Festa degli alpini nel nome di Cantore

Con una serie di manifestazioni iniziate già dal 4 ottobre il Gruppo Alpini di Genova Sampierdarena celebra il 138° anniversario di fondazione delle Truppe Alpine, ma in modo particolare sarà ricordato il Gen. Antonio Cantore, che proprio a Sampierdarena nacque centocinquant'anni fa.
Già nel 2005, su queste colonne, riferimmo di una proposta partita dall'Associazione Nazionale Alpini di Genova per intitolare alla mitica figura di Cantore la nuova stazione ferroviaria di Via Di Francia, sorta tra l'altro proprio a pochi passi dalla casa natale del Generale alpino. La proposta cadde nel vuoto, tuttavia, in occasione di questo Raduno alpino è stata scoperta una lapide, nell'area della stazione, per ricordare l'evento. La lapide è stata collocata su iniziativa del Gruppo Ana di San Pier d'Arena, intitolato al Gen. Cantore a cura del Municipio e della Sezione Ana di Genova e porta la scritta: «Nei pressi di questo sito - in vico Cibeo - il 4 agosto 1860 - nacque il generale Antonio Cantore - Medaglia d'oro al valor militare - Caduto sulle Tofane - Il 20 luglio 1915.- Nel 150° anniversario della nascita».
Cantore nacque il 4 agosto 1860, quasi sicuramente nel casello ferroviario che era stato costruito un decennio prima, per l'esattezza nel 1849, con la costruzione della strada ferrata tra Principe e Sampierdarena, inglobando l'antica cappella del vicino palazzo Cybo.

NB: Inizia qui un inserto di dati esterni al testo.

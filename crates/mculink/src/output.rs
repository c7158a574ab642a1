use std::io::IsTerminal;
use std::time::{SystemTime, UNIX_EPOCH};

use clap::ValueEnum;
use comfy_table::{presets::UTF8_FULL, ContentArrangement, Table};
use mculink_dict::{MessageDictionary, MessageParams};
use serde::Serialize;

#[derive(Clone, Debug, Copy, ValueEnum)]
pub enum OutputFormat {
    Json,
    Table,
    Pretty,
}

impl OutputFormat {
    pub fn default_for_stdout() -> Self {
        if std::io::stdout().is_terminal() {
            Self::Table
        } else {
            Self::Json
        }
    }
}

#[derive(Serialize)]
struct MessageOutput<'a> {
    schema_id: &'a str,
    mcu: &'a str,
    name: &'a str,
    text: String,
    params: &'a MessageParams,
    timestamp: String,
}

/// Print one decoded MCU message.
pub fn print_message(
    params: &MessageParams,
    dict: &MessageDictionary,
    mcu: &str,
    format: OutputFormat,
) {
    let text = dict.format_params(params);
    match format {
        OutputFormat::Json => {
            let out = MessageOutput {
                schema_id: "https://schemas.3leaps.dev/mculink/cli/v1/message-received.schema.json",
                mcu,
                name: params.name(),
                text,
                params,
                timestamp: now_unix_seconds(),
            };
            print_json(&out);
        }
        OutputFormat::Table => {
            let mut table = Table::new();
            table
                .load_preset(UTF8_FULL)
                .set_content_arrangement(ContentArrangement::Dynamic)
                .set_header(vec!["MCU", "RECEIVED", "MESSAGE"])
                .add_row(vec![
                    mcu.to_string(),
                    format!("{:.3}", params.receive_time()),
                    text,
                ]);
            println!("{table}");
        }
        OutputFormat::Pretty => {
            println!("{mcu} {:.3}: {text}", params.receive_time());
        }
    }
}

pub fn print_json<T: Serialize>(value: &T) {
    println!(
        "{}",
        serde_json::to_string(value).unwrap_or_else(|_| "{}".to_string())
    );
}

pub fn key_value_table(header: [&str; 2], rows: impl IntoIterator<Item = (String, String)>) -> Table {
    let mut table = Table::new();
    table
        .load_preset(UTF8_FULL)
        .set_content_arrangement(ContentArrangement::Dynamic)
        .set_header(header.to_vec());
    for (key, value) in rows {
        table.add_row(vec![key, value]);
    }
    table
}

fn now_unix_seconds() -> String {
    SystemTime::now()
        .duration_since(UNIX_EPOCH)
        .map(|d| d.as_secs().to_string())
        .unwrap_or_else(|_| "0".to_string())
}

Dopo la costruzione del casello una nuova cappella fu ricostruita presso l'attuale via de Marini, mentre nel 1929 fu inaugurata l'attuale chiesa della Madonna delle Grazie di via Dottesio.
Cantore era figlio di Felice «portiere alla via ferrata, domiciliato a San Pier d'Arena», così si legge sull'atto di Battesimo rintracciato da Carlo Tardito nell'archivio della Parrocchia di N.S. della Cella, che all'epoca comprendeva un'area molto più vasta dell'attuale, non esistendo ancora la Parrocchia di N.S. delle Grazie.
Le manifestazioni organizzate dal Gruppo Ana di San Pier d'Arena sono iniziate con l'inaugurazione di una Mostra fotografica itinerante sulla Grande Guerra allestita a cura del Museo Storico Alpino di Savignone presso il Centro Civico Buranello che resterà aperta sino a domani con orario 9-17.
Ieri c’è stato lo scoprimento della lapide commemorativa del luogo di nascita del gen. Antonio Cantore presso la stazione ferroviaria via di Francia mentre alle 21 al Teatro «Il Tempietto» di via Rolando il Coro Ana Soreghina e la Corale Città di Genova hannotenuto un concerto di Canti degli alpini e Canti di montagna.
Oggi alle 8,45 la sfilata lungo via Cantore, via Rolando, via Storace, via Reti fino ai giardini Pavanello) accompagnata dalla Banda Musicale Risorgimento di Samapierdraena. Dopo l'Alzabandiera e la Deposizione Corona di alloro al Monumento ai Caduti alle 10.30 la S. Messa presieduta dal Vescovo Ausiliare Mons. Luigi Palletti, presso la Chiesa di San Gaetano via Rolando. La celebrazione religiosa sarà celebrata anche in onore della «Madonna del Don», una icona russa rinvenuta dagli Alpini nel 1943 tra le macerie di un'isba sul fronte russo nei pressi del fiume Don, venerata a Mestre e una copia della quale è conservata da 30 anni nella Cappella della Pace allestita dagli Alpini nella chiesa di via Rolando.
Il Rancio alpino, nel locali gentilmente messi a disposizione dall'Istituto Don Bosco concluderà in allegria la festa.